My friend Henry said, "we're at that age, this will be happening more often from now on." I don't want to be narcissistic and think that the deaths of those close to me are more important than the deaths of other people's loved ones. But because so many of my friends are artists, activists, teachers, thinkers, luchadores, it always feels like when these lights go out, darkness ripples out, at a time when we need all the good people for the beautiful struggle.
I first met Alfred when I took a Bakhtin seminar he taught my first year of grad school. The fact that he was a theory head, a practicing poet, a small-c Chicano who despised ethnic orthodoxies and a Shakespeare scholar quickly made him one of my models for how to reconcile my academic, cultural and political interests. Long after the seminar ended, we developed a relationship that based on poetry, on rock'n'roll and deeply connected to the importance of language, justice and beauty.
The friendship deepened epistolarily the year I was in the DR on a Fulbright. Remember letter-writing? We even created a project out of it, which we called Cartas. We both were writing poetry in Spanish at the time, and began writing poems sequentially, glossing back and forth, one in response to the other. I won't reproduce those here: they were made with tongues thinking between languages, a state like intoxication or delirium. But that give-and-take was a turning point in helping me form an adult identity as a writer. I felt more sure of my voice and my writing muscle after that.
We'd fallen out of touch when I found out in 1999 he'd had a massive heart attack and was in a coma. He was 49. It took him almost a year to recover, a year he described to me later as a rebirth. He had to learn the simplest things again: speaking, walking, moving, swallowing. His memories short-circuited and many became, he said, like snapshots in a box -- the colors and sensations saturated, but little emotional context.
We floated in and out of each other's lives in the years that followed, with letters, emails, phone calls, vague promises to rendez-vous in Paris, NY or Cali. A couple of years ago, I got a message that he'd had another heart attack, and that instead of going on the heart transplant list, he was seeking experimental stem cell treatment in Mexico. He had to pay cash, and was raising money. I was broke and therefore too embarrassed to respond. Messages in a bottle I've floated to him since went unanswered. News would drift via mutual peeps -- he was doing better, not so well, he was dating a friend of a friend.

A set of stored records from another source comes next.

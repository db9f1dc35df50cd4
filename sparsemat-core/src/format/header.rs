//! Shape, entry and element-type definitions
//!
//! This module contains the value types that describe a matrix file:
//! its `rows=`/`cols=` header, its entry lines and the integer type
//! the entries are decoded into.

use core::fmt;

use super::constants::{COLS_KEY, HEADER_SEPARATOR, ROWS_KEY};

/// Fixed `(rows, cols)` dimensions of a matrix
#[derive(Debug, Clone, Copy, PartialEq, Eq, Hash, Default)]
#[cfg_attr(feature = "serde", derive(serde::Serialize, serde::Deserialize))]
pub struct Shape {
    /// Number of rows
    pub rows: usize,
    /// Number of columns
    pub cols: usize,
}

impl Shape {
    pub const fn new(rows: usize, cols: usize) -> Self {
        Self { rows, cols }
    }

    /// Whether `(row, col)` lies inside `[0, rows) x [0, cols)`
    pub fn contains(&self, row: i64, col: i64) -> bool {
        self.contains_row(row) && self.contains_col(col)
    }

    pub fn contains_row(&self, row: i64) -> bool {
        usize::try_from(row).is_ok_and(|row| row < self.rows)
    }

    pub fn contains_col(&self, col: i64) -> bool {
        usize::try_from(col).is_ok_and(|col| col < self.cols)
    }

    /// Render the two header lines, each terminated by `\n`
    pub fn write_header<W: fmt::Write>(&self, out: &mut W) -> fmt::Result {
        writeln!(out, "{ROWS_KEY}{HEADER_SEPARATOR}{}", self.rows)?;
        writeln!(out, "{COLS_KEY}{HEADER_SEPARATOR}{}", self.cols)
    }
}

impl From<(usize, usize)> for Shape {
    fn from((rows, cols): (usize, usize)) -> Self {
        Self { rows, cols }
    }
}

impl fmt::Display for Shape {
    fn fmt(&self, f: &mut fmt::Formatter<'_>) -> fmt::Result {
        write!(f, "{}x{}", self.rows, self.cols)
    }
}

/// A single stored (non-zero) entry
///
/// Coordinates are signed: the text format accepts any integer
/// coordinate, including ones outside the shape.
#[derive(Debug, Clone, Copy, PartialEq, Eq)]
#[cfg_attr(feature = "serde", derive(serde::Serialize, serde::Deserialize))]
pub struct Entry<T> {
    pub row: i64,
    pub col: i64,
    pub value: T,
}

impl<T> Entry<T> {
    pub const fn new(row: i64, col: i64, value: T) -> Self {
        Self { row, col, value }
    }

    /// Row-major sort key
    pub const fn key(&self) -> (i64, i64) {
        (self.row, self.col)
    }
}

/// Entry lines are printed as `(<row>, <col>, <value>)`
impl<T: fmt::Display> fmt::Display for Entry<T> {
    fn fmt(&self, f: &mut fmt::Formatter<'_>) -> fmt::Result {
        write!(f, "({}, {}, {})", self.row, self.col, self.value)
    }
}

/// Integer types an entry can be decoded into
#[derive(Debug, Clone, Copy, PartialEq, Eq)]
pub enum DataType {
    I8,
    I16,
    I32,
    I64,
    I128,
}

impl fmt::Display for DataType {
    fn fmt(&self, f: &mut fmt::Formatter<'_>) -> fmt::Result {
        match self {
            DataType::I8 => write!(f, "i8"),
            DataType::I16 => write!(f, "i16"),
            DataType::I32 => write!(f, "i32"),
            DataType::I64 => write!(f, "i64"),
            DataType::I128 => write!(f, "i128"),
        }
    }
}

And now I wonder, should I have tried harder to stay more present? How many other people far away have I neglected, because I feel overwhelmed, because they don't own a cell phone, because calculating time zones seems too much of a bother, because it's hard enough to sustain in-the-flesh relations with people mere blocks away?
Here is a link to Alfred's blog, with his poetry, lit crit, lots of pictures and a song or two. QEPD y nos veremos del otro lado, compa.
[pix of Alfred and his "Corrido Blanco" in Berkeley's Poet's Way via Lorna Dee Cervantes' Facebook page and blog]
I too was a former student of his and just recently learned of his death. He had so much to teach and we had even more to learn. The only word that comes to mind is... grateful. How grateful I am to have come across this unique soul.